Provided data:
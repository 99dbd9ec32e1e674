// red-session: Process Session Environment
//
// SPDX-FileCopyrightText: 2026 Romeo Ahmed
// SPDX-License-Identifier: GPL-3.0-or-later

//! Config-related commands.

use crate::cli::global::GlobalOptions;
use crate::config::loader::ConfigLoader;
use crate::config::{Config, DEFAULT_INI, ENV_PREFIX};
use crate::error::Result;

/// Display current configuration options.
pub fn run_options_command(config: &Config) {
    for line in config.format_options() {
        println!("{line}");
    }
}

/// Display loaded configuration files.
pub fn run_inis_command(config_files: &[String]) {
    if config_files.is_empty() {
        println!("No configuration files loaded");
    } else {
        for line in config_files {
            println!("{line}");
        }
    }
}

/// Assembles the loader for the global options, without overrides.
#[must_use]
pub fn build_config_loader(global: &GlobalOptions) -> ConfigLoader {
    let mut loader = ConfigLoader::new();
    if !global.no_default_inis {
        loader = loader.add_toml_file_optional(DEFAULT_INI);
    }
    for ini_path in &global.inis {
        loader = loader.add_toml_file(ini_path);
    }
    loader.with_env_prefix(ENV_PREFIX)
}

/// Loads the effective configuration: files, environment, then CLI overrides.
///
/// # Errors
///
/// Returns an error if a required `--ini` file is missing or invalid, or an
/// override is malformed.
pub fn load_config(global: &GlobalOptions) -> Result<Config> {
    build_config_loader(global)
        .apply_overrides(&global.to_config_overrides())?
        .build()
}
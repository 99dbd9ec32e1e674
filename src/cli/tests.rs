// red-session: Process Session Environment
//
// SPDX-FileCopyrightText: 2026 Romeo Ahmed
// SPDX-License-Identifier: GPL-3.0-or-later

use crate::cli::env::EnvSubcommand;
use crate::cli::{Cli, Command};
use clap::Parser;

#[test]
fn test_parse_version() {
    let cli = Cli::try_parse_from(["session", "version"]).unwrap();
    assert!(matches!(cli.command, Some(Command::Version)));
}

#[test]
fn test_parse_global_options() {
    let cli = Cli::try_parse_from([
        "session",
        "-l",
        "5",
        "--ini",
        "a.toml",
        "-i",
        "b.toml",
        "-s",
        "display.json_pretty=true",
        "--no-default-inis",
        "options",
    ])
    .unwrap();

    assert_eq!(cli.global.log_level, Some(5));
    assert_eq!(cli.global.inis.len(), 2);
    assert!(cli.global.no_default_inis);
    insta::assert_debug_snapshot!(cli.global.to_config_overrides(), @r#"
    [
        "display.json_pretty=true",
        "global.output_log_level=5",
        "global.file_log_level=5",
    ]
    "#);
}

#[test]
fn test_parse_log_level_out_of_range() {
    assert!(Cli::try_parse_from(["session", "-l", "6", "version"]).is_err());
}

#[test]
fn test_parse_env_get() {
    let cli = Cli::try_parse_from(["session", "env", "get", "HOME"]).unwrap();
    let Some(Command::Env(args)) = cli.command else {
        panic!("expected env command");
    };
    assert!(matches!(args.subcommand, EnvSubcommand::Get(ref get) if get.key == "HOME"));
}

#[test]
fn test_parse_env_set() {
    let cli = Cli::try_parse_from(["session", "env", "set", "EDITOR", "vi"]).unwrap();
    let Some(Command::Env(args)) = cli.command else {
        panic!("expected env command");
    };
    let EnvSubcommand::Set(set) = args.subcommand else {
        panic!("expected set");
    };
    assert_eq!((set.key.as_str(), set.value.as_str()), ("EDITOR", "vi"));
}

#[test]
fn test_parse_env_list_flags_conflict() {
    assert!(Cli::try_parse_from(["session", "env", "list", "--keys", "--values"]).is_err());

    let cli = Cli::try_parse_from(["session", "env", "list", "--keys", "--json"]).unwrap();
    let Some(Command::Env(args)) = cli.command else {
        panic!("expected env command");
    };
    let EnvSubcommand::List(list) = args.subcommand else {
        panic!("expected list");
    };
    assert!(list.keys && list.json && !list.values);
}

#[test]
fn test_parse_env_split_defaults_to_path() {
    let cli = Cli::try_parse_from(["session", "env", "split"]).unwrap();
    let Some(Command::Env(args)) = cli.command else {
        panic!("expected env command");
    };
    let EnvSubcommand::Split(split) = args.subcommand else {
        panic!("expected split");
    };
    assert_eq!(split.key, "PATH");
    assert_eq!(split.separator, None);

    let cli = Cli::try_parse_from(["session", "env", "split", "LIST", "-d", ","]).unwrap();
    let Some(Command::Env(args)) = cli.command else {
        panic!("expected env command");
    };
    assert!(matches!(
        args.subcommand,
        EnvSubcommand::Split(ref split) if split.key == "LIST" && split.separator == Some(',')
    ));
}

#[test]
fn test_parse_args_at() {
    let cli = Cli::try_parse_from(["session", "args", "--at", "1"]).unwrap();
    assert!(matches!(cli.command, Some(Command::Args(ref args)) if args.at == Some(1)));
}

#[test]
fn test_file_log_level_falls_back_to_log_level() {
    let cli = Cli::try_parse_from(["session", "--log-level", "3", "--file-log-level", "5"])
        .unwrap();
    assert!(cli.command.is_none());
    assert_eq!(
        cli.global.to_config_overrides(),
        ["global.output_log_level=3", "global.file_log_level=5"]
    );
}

---

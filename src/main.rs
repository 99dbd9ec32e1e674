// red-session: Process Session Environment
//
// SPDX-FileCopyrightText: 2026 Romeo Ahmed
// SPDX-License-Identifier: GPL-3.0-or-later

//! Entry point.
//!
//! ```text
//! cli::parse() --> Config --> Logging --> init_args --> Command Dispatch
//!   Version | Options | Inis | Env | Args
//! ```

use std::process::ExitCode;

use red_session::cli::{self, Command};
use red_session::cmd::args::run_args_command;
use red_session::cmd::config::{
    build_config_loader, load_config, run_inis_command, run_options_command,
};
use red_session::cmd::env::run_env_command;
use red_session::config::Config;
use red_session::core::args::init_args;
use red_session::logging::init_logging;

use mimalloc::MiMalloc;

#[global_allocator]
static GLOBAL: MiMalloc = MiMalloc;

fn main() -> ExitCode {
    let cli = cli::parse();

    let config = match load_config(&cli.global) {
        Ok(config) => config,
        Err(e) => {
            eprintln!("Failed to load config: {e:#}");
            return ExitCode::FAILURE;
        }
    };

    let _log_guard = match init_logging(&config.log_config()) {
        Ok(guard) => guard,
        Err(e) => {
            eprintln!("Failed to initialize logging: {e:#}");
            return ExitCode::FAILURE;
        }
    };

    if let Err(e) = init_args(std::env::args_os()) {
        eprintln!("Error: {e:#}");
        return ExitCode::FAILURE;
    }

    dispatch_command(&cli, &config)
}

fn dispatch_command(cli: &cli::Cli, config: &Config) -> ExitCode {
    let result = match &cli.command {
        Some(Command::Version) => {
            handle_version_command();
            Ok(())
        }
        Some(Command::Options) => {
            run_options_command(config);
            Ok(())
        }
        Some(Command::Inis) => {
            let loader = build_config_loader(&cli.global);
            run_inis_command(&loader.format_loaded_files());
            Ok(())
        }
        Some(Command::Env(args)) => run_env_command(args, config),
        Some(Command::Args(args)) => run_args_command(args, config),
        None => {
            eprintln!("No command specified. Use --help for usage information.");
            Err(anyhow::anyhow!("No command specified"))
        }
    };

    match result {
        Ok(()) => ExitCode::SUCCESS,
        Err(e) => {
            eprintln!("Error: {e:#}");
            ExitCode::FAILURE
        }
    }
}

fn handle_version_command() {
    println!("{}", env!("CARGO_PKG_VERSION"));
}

Task details: Of the records above, copy each line that includes "GlobalOptions".

Answer space:
use crate::cli::global::GlobalOptions;
pub fn build_config_loader(global: &GlobalOptions) -> ConfigLoader {
pub fn load_config(global: &GlobalOptions) -> Result<Config> {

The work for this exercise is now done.